ABOUT THIS TASK> Transcribe every record below word for word.

---- EXTRACTED ENTRIES

use std::collections::BTreeMap;

use chrono::NaiveDate;
use tokio::sync::RwLock;

use super::{StoreError, WorkloadStore};
use crate::data::entry::{EntryFilter, EntryKey, Hours, WorkingHoursEntry};
use crate::data::lecture::{Lecture, LectureId};
use crate::data::student::{Student, StudentId};

#[derive(Debug, Default)]
struct State {
    students: BTreeMap<StudentId, Student>,
    lectures: BTreeMap<LectureId, Lecture>,
    entries: BTreeMap<EntryKey, WorkingHoursEntry>,
}

/// Process local store for development and tests. Nothing survives a restart.
#[derive(Debug, Default)]
pub struct MemoryStore {
    state: RwLock<State>,
}

impl MemoryStore {
    pub fn new() -> MemoryStore {
        MemoryStore::default()
    }
}

#[rocket::async_trait]
impl WorkloadStore for MemoryStore {
    async fn resolve_student(
        &self,
        id: &StudentId,
        semester_of_study: u32,
        today: NaiveDate,
    ) -> Result<Student, StoreError> {
        let mut state = self.state.write().await;
        let student = state
            .students
            .entry(id.clone())
            .or_insert_with(|| Student::new(id.clone(), semester_of_study, today));
        student.semester_of_study = semester_of_study;
        Ok(student.clone())
    }

    async fn student(&self, id: &StudentId) -> Result<Option<Student>, StoreError> {
        Ok(self.state.read().await.students.get(id).cloned())
    }

    async fn agree_to_privacy(&self, id: &StudentId) -> Result<(), StoreError> {
        let mut state = self.state.write().await;
        let student = state
            .students
            .get_mut(id)
            .ok_or_else(|| StoreError::StudentNotFound(id.clone()))?;
        student.agreed_to_privacy = true;
        Ok(())
    }

    async fn put_lecture(&self, lecture: Lecture) -> Result<(), StoreError> {
        self.state
            .write()
            .await
            .lectures
            .insert(lecture.id, lecture);
        Ok(())
    }

    async fn lectures(&self) -> Result<Vec<Lecture>, StoreError> {
        Ok(self.state.read().await.lectures.values().cloned().collect())
    }

    async fn lecture(&self, id: LectureId) -> Result<Option<Lecture>, StoreError> {
        Ok(self.state.read().await.lectures.get(&id).cloned())
    }

    async fn get_or_create_entry(
        &self,
        key: &EntryKey,
        semester_of_study: u32,
    ) -> Result<(WorkingHoursEntry, bool), StoreError> {
        let mut state = self.state.write().await;
        if let Some(existing) = state.entries.get(key) {
            return Ok((existing.clone(), false));
        }

        let entry = WorkingHoursEntry::new(key, semester_of_study);
        state.entries.insert(key.clone(), entry.clone());
        Ok((entry, true))
    }

    async fn find_entries(
        &self,
        filter: &EntryFilter,
    ) -> Result<Vec<WorkingHoursEntry>, StoreError> {
        let state = self.state.read().await;
        let mut found: Vec<WorkingHoursEntry> = state
            .entries
            .values()
            .filter(|e| filter.matches(e))
            .cloned()
            .collect();
        found.sort_by(|a, b| (a.week, a.lecture).cmp(&(b.week, b.lecture)));
        Ok(found)
    }

    async fn upsert_hours(
        &self,
        key: &EntryKey,
        hours: Hours,
    ) -> Result<WorkingHoursEntry, StoreError> {
        let mut state = self.state.write().await;
        let entry = state
            .entries
            .get_mut(key)
            .ok_or_else(|| StoreError::EntryNotFound(key.clone()))?;
        entry.set_hours(hours);
        Ok(entry.clone())
    }

    async fn set_lecture_subscription(
        &self,
        student: &StudentId,
        lecture: LectureId,
        active: bool,
    ) -> Result<(), StoreError> {
        let mut state = self.state.write().await;
        let student = state
            .students
            .get_mut(student)
            .ok_or_else(|| StoreError::StudentNotFound(student.clone()))?;

        if active {
            if !student.is_subscribed(lecture) {
                student.lectures.push(lecture);
            }
        } else {
            student.lectures.retain(|l| *l != lecture);
        }
        Ok(())
    }

    async fn delete_entries_for_lecture(
        &self,
        student: &StudentId,
        lecture: LectureId,
    ) -> Result<u64, StoreError> {
        let mut state = self.state.write().await;
        let before = state.entries.len();
        state
            .entries
            .retain(|key, _| !(key.student == *student && key.lecture == lecture));
        Ok((before - state.entries.len()) as u64)
    }
}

--------

EXERCISE RESULT>
use std::collections::BTreeMap;

use chrono::NaiveDate;
use tokio::sync::RwLock;

use super::{StoreError, WorkloadStore};
use crate::data::entry::{EntryFilter, EntryKey, Hours, WorkingHoursEntry};
use crate::data::lecture::{Lecture, LectureId};
use crate::data::student::{Student, StudentId};

#[derive(Debug, Default)]
struct State {
    students: BTreeMap<StudentId, Student>,
    lectures: BTreeMap<LectureId, Lecture>,
    entries: BTreeMap<EntryKey, WorkingHoursEntry>,
}

/// Process local store for development and tests. Nothing survives a restart.
#[derive(Debug, Default)]
pub struct MemoryStore {
    state: RwLock<State>,
}

impl MemoryStore {
    pub fn new() -> MemoryStore {
        MemoryStore::default()
    }
}

#[rocket::async_trait]
impl WorkloadStore for MemoryStore {
    async fn resolve_student(
        &self,
        id: &StudentId,
        semester_of_study: u32,
        today: NaiveDate,
    ) -> Result<Student, StoreError> {
        let mut state = self.state.write().await;
        let student = state
            .students
            .entry(id.clone())
            .or_insert_with(|| Student::new(id.clone(), semester_of_study, today));
        student.semester_of_study = semester_of_study;
        Ok(student.clone())
    }

    async fn student(&self, id: &StudentId) -> Result<Option<Student>, StoreError> {
        Ok(self.state.read().await.students.get(id).cloned())
    }

    async fn agree_to_privacy(&self, id: &StudentId) -> Result<(), StoreError> {
        let mut state = self.state.write().await;
        let student = state
            .students
            .get_mut(id)
            .ok_or_else(|| StoreError::StudentNotFound(id.clone()))?;
        student.agreed_to_privacy = true;
        Ok(())
    }

    async fn put_lecture(&self, lecture: Lecture) -> Result<(), StoreError> {
        self.state
            .write()
            .await
            .lectures
            .insert(lecture.id, lecture);
        Ok(())
    }

    async fn lectures(&self) -> Result<Vec<Lecture>, StoreError> {
        Ok(self.state.read().await.lectures.values().cloned().collect())
    }

    async fn lecture(&self, id: LectureId) -> Result<Option<Lecture>, StoreError> {
        Ok(self.state.read().await.lectures.get(&id).cloned())
    }

    async fn get_or_create_entry(
        &self,
        key: &EntryKey,
        semester_of_study: u32,
    ) -> Result<(WorkingHoursEntry, bool), StoreError> {
        let mut state = self.state.write().await;
        if let Some(existing) = state.entries.get(key) {
            return Ok((existing.clone(), false));
        }

        let entry = WorkingHoursEntry::new(key, semester_of_study);
        state.entries.insert(key.clone(), entry.clone());
        Ok((entry, true))
    }

    async fn find_entries(
        &self,
        filter: &EntryFilter,
    ) -> Result<Vec<WorkingHoursEntry>, StoreError> {
        let state = self.state.read().await;
        let mut found: Vec<WorkingHoursEntry> = state
            .entries
            .values()
            .filter(|e| filter.matches(e))
            .cloned()
            .collect();
        found.sort_by(|a, b| (a.week, a.lecture).cmp(&(b.week, b.lecture)));
        Ok(found)
    }

    async fn upsert_hours(
        &self,
        key: &EntryKey,
        hours: Hours,
    ) -> Result<WorkingHoursEntry, StoreError> {
        let mut state = self.state.write().await;
        let entry = state
            .entries
            .get_mut(key)
            .ok_or_else(|| StoreError::EntryNotFound(key.clone()))?;
        entry.set_hours(hours);
        Ok(entry.clone())
    }

    async fn set_lecture_subscription(
        &self,
        student: &StudentId,
        lecture: LectureId,
        active: bool,
    ) -> Result<(), StoreError> {
        let mut state = self.state.write().await;
        let student = state
            .students
            .get_mut(student)
            .ok_or_else(|| StoreError::StudentNotFound(student.clone()))?;

        if active {
            if !student.is_subscribed(lecture) {
                student.lectures.push(lecture);
            }
        } else {
            student.lectures.retain(|l| *l != lecture);
        }
        Ok(())
    }

    async fn delete_entries_for_lecture(
        &self,
        student: &StudentId,
        lecture: LectureId,
    ) -> Result<u64, StoreError> {
        let mut state = self.state.write().await;
        let before = state.entries.len();
        state
            .entries
            .retain(|key, _| !(key.student == *student && key.lecture == lecture));
        Ok((before - state.entries.len()) as u64)
    }
}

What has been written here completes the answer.